The apparent lack of strong public opposition to the relocation may bode ill for Onaga, who supported Inamine. The LDP now intends to promptly pick a candidate to run against the governor this fall, hoping to accelerate the base project.
This is not the first setback for Onaga. In December 2016, a high court decided that his cancellation of a landfill project for the replacement base in Henoko was illegal. The central government has since been stepping up construction, giving locals the impression that the move cannot be stopped regardless of their mayor’s stance.
Proponents consider the move critical for the Japan-U.S. alliance. Back in 1996, the two governments agreed to relocate the base due to the dangers of keeping it in a packed Ginowan neighborhood. A major accident could ignite intense public opposition to the U.S. military presence in Okinawa itself — a presence that is seen as crucial for maintaining regional stability.
Tensions in East Asia are running high due to North Korea’s nuclear weapons and missile programs, among other factors. In a crisis, American forces in Okinawa would be the tip of the spear. Uncertainty about the future of American forces in Okinawa, on the other hand, could give North Korea the impression that the Japan-U.S. alliance is weakening.

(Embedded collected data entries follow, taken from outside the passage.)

//! Error reporting for all fallible [`MpInt`](crate::MpInt) operations.

use std::collections::TryReserveError;
use thiserror::Error;

/// Classification of an [`MpIntError`].
#[derive(Clone, Copy, Debug, PartialEq, Eq, Hash)]
pub enum ErrorKind {
    /// A limb buffer could not be provided.
    Allocation,
    /// Malformed input or an argument outside the accepted range.
    InvalidValue,
    /// The target representation cannot hold the value.
    Overflow,
    /// The operation is mathematically undefined for its operands.
    Domain,
}

#[derive(Clone, Copy, Debug, PartialEq, Eq, Error)]
pub enum MpIntError {
    #[error("request for {nlimbs} limbs exceeds the supported maximum")]
    LimbsTooLarge { nlimbs: usize },
    #[error("limb allocation failed")]
    AllocFailed,
    #[error("invalid digit string")]
    InvalidDigits,
    #[error("base must be 0 or between 2 and 36, got {0}")]
    InvalidBase(u32),
    #[error("empty input")]
    Empty,
    #[error("negative shift count")]
    NegativeShift,
    #[error("cannot convert non-finite float")]
    NonFiniteFloat,
    #[error("negative argument")]
    NegativeArgument,
    #[error("value does not fit the target representation")]
    DoesNotFit,
    #[error("division by zero")]
    DivisionByZero,
    #[error("modulus is zero")]
    ZeroModulus,
    #[error("base is not invertible for the given modulus")]
    NotInvertible,
    #[error("square root of negative value")]
    NegativeSqrt,
    #[error("negative exponent")]
    NegativeExponent,
}

impl MpIntError {
    pub fn kind(&self) -> ErrorKind {
        match self {
            Self::LimbsTooLarge { .. } | Self::AllocFailed => ErrorKind::Allocation,
            Self::InvalidDigits
            | Self::InvalidBase(_)
            | Self::Empty
            | Self::NegativeShift
            | Self::NonFiniteFloat
            | Self::NegativeArgument => ErrorKind::InvalidValue,
            Self::DoesNotFit => ErrorKind::Overflow,
            Self::DivisionByZero
            | Self::ZeroModulus
            | Self::NotInvertible
            | Self::NegativeSqrt
            | Self::NegativeExponent => ErrorKind::Domain,
        }
    }
}

impl From<TryReserveError> for MpIntError {
    fn from(_: TryReserveError) -> Self {
        Self::AllocFailed
    }
}

#[cfg(test)]
mod tests {
    use super::*;

    #[test]
    fn test_error_display() {
        assert_eq!(
            MpIntError::LimbsTooLarge { nlimbs: 7 }.to_string(),
            "request for 7 limbs exceeds the supported maximum"
        );
        assert_eq!(
            MpIntError::InvalidBase(37).to_string(),
            "base must be 0 or between 2 and 36, got 37"
        );
        assert_eq!(MpIntError::DivisionByZero.to_string(), "division by zero");
    }

    #[test]
    fn test_error_kind() {
        assert_eq!(MpIntError::AllocFailed.kind(), ErrorKind::Allocation);
        assert_eq!(MpIntError::LimbsTooLarge { nlimbs: 1 }.kind(), ErrorKind::Allocation);
        assert_eq!(MpIntError::InvalidDigits.kind(), ErrorKind::InvalidValue);
        assert_eq!(MpIntError::NegativeShift.kind(), ErrorKind::InvalidValue);
        assert_eq!(MpIntError::DoesNotFit.kind(), ErrorKind::Overflow);
        assert_eq!(MpIntError::NotInvertible.kind(), ErrorKind::Domain);
        assert_eq!(MpIntError::NegativeExponent.kind(), ErrorKind::Domain);
    }

    #[test]
    fn test_error_from_try_reserve() {
        let mut v = Vec::<u64>::new();
        let err = v.try_reserve(usize::MAX).unwrap_err();
        assert_eq!(MpIntError::from(err), MpIntError::AllocFailed);
    }
}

Okinawa hosts the headquarters of the 3rd Marine Expeditionary Force, which oversees the Marines’ air and ground elements, handling a range of logistics and command functions. It is the only expeditionary force based outside U.S. territory.
The purview of the Marines in Okinawa extends to the Indian Ocean and the Persian Gulf. In 2003, Okinawa-based forces were dispatched for attacks on Iraq. U.S. pressure on North Korea hinges on this ability to project military power.
Lt. Gen. Lawrence Nicholson, commander of the U.S. Marine Corps in Japan and head of the U.S. forces in Okinawa, said considerable time is being spent on drills for an emergency in South Korea.